Once the line containing "was ever assigned." has been written out, stop; until then, restate each line of the entries below word for word from the first.

*** Available data

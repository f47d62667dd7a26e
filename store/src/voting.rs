//! Voting storage trait.

use crate::StoreError;
use hush_types::VotingId;

/// Trait for reading voting aggregates.
pub trait VotingStore {
    /// Serialised voting record, if the id was ever assigned.
    fn get_voting(&self, id: VotingId) -> Result<Option<Vec<u8>>, StoreError>;

    /// All votings in ascending id order.
    fn iter_votings(&self) -> Result<Vec<(VotingId, Vec<u8>)>, StoreError>;

    /// Number of stored votings.
    fn voting_count(&self) -> Result<u64, StoreError>;

    /// The voting a decryption request was issued for.
    fn get_decryption_request(&self, request_id: u64) -> Result<Option<VotingId>, StoreError>;
}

******

Output of the task
repository f47d62667dd7a26e
filename store/src/voting.rs
//! Voting storage trait.

use crate::StoreError;
use hush_types::VotingId;

/// Trait for reading voting aggregates.
pub trait VotingStore {
    /// Serialised voting record, if the id was ever assigned.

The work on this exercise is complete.